## Task details
Figure out how many lines of the material below contain the word "LastFill". Answer with the number only.

## Input data
>>>

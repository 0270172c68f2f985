//! Post processors reduce or reshape the merged sample sequence of a request.
//!
//! Identifiers are `name` or `name_parameter` (ie. `optimized_160`, `firstSample_3600`),
//! names are case-insensitive and unknown names fall back to [`Raw`].

use jiff::Timestamp;

use crate::{
    partition::StreamError,
    registry::TypeInfo,
    sample::{PayloadType, Sample, StreamDescriptor},
};

pub mod error;
pub mod extra_fields;
pub mod first_sample;
pub mod last_fill;
pub mod optimized;
pub mod raw;
pub mod stats;

pub use error::PostProcessorError;
pub use extra_fields::ExtraFields;
pub use first_sample::FirstSample;
pub use last_fill::LastFill;
pub use optimized::Optimized;
pub use raw::Raw;

/// Optional behaviours, read once when a request takes the processor
#[derive(Debug, Clone, Copy, Default, PartialEq, Eq)]
pub struct Capabilities {
    /// Sees the whole deduplicated sequence through [`PostProcessor::consume`] and
    /// emits through [`PostProcessor::consolidated_stream`]
    pub consolidated: bool,
    /// Has a [`PostProcessor::final_sample`] to send after all streams
    pub final_data: bool,
    /// Serves a PV field rather than the main value
    pub extra_field: bool,
}

pub trait PostProcessor: Send {
    /// Canonical identifier, parameter included
    fn identity(&self) -> String;

    /// `identifier` is the full user argument, ie. `optimized_160`
    fn initialize(&mut self, identifier: &str, pv_name: &str) -> Result<(), PostProcessorError>;

    /// The whole request range, set before any sample is seen
    fn set_window(&mut self, start: Timestamp, end: Timestamp) {
        let _ = (start, end);
    }

    /// Bytes this processor will hold for the request
    fn estimate_memory_consumption(
        &self,
        pv_name: &str,
        type_info: &TypeInfo,
        start: Timestamp,
        end: Timestamp,
    ) -> u64 {
        let _ = pv_name;
        estimate_raw_bytes(type_info, start, end)
    }

    /// Per sample filter-map applied to every stream
    fn transform(&mut self, sample: Sample) -> Option<Sample> {
        Some(sample)
    }

    /// Descriptor of what this processor emits for `source`
    fn describe(&self, source: &StreamDescriptor) -> StreamDescriptor {
        source.clone()
    }

    fn capabilities(&self) -> Capabilities {
        Capabilities::default()
    }

    fn consume(&mut self, sample: &Sample) {
        let _ = sample;
    }

    fn consolidated_stream(&mut self) -> Vec<Sample> {
        Vec::new()
    }

    fn final_sample(&mut self) -> Option<Sample> {
        None
    }
}

/// Splits `name_parameter`, the name lowercased
pub fn split_identifier(identifier: &str) -> (String, Option<&str>) {
    match identifier.split_once('_') {
        Some((name, param)) => (name.to_ascii_lowercase(), Some(param)),
        None => (identifier.to_ascii_lowercase(), None),
    }
}

/// Builds and initializes the processor named by `identifier`
pub fn find_post_processor(
    identifier: &str,
    pv_name: &str,
) -> Result<Box<dyn PostProcessor>, PostProcessorError> {
    let (name, _) = split_identifier(identifier);
    let mut pp: Box<dyn PostProcessor> = match name.as_str() {
        optimized::NAME => Box::new(Optimized::default()),
        first_sample::NAME => Box::new(FirstSample::default()),
        last_fill::NAME => Box::new(LastFill::default()),
        _ => Box::new(Raw),
    };
    pp.initialize(identifier, pv_name)?;
    Ok(pp)
}

/// Applies `pp`'s per sample transform to a stream
pub fn wrap<'a, I>(
    pp: &'a mut dyn PostProcessor,
    stream: I,
) -> impl Iterator<Item = Result<Sample, StreamError>> + 'a
where
    I: IntoIterator<Item = Result<Sample, StreamError>>,
    I::IntoIter: 'a,
{
    stream.into_iter().filter_map(move |item| match item {
        Ok(sample) => pp.transform(sample).map(Ok),
        Err(e) => Some(Err(e)),
    })
}

fn element_size(ty: PayloadType) -> u64 {
    use PayloadType as P;
    match ty {
        P::ScalarByte | P::WaveformByte => 1,
        P::ScalarShort | P::ScalarEnum | P::WaveformShort | P::WaveformEnum => 2,
        P::ScalarFloat | P::ScalarInt | P::WaveformFloat | P::WaveformInt => 4,
        P::ScalarDouble | P::WaveformDouble => 8,
        // guess, strings are rarely long
        P::ScalarString | P::WaveformString => 40,
    }
}

/// Expected sample count in `[start, end]` given the PV's sampling period
pub fn estimate_sample_count(type_info: &TypeInfo, start: Timestamp, end: Timestamp) -> u64 {
    let seconds = (end.as_second() - start.as_second()).max(0) as f64;
    let period = type_info.sampling_period_secs.max(0.001);
    (seconds / period).ceil() as u64 + 1
}

/// Size of every raw sample in `[start, end]` held in memory at once
pub fn estimate_raw_bytes(type_info: &TypeInfo, start: Timestamp, end: Timestamp) -> u64 {
    let per_sample = std::mem::size_of::<Sample>() as u64
        + element_size(type_info.payload_type) * type_info.element_count.max(1) as u64;
    estimate_sample_count(type_info, start, end).saturating_mul(per_sample)
}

<<<

## Response box
2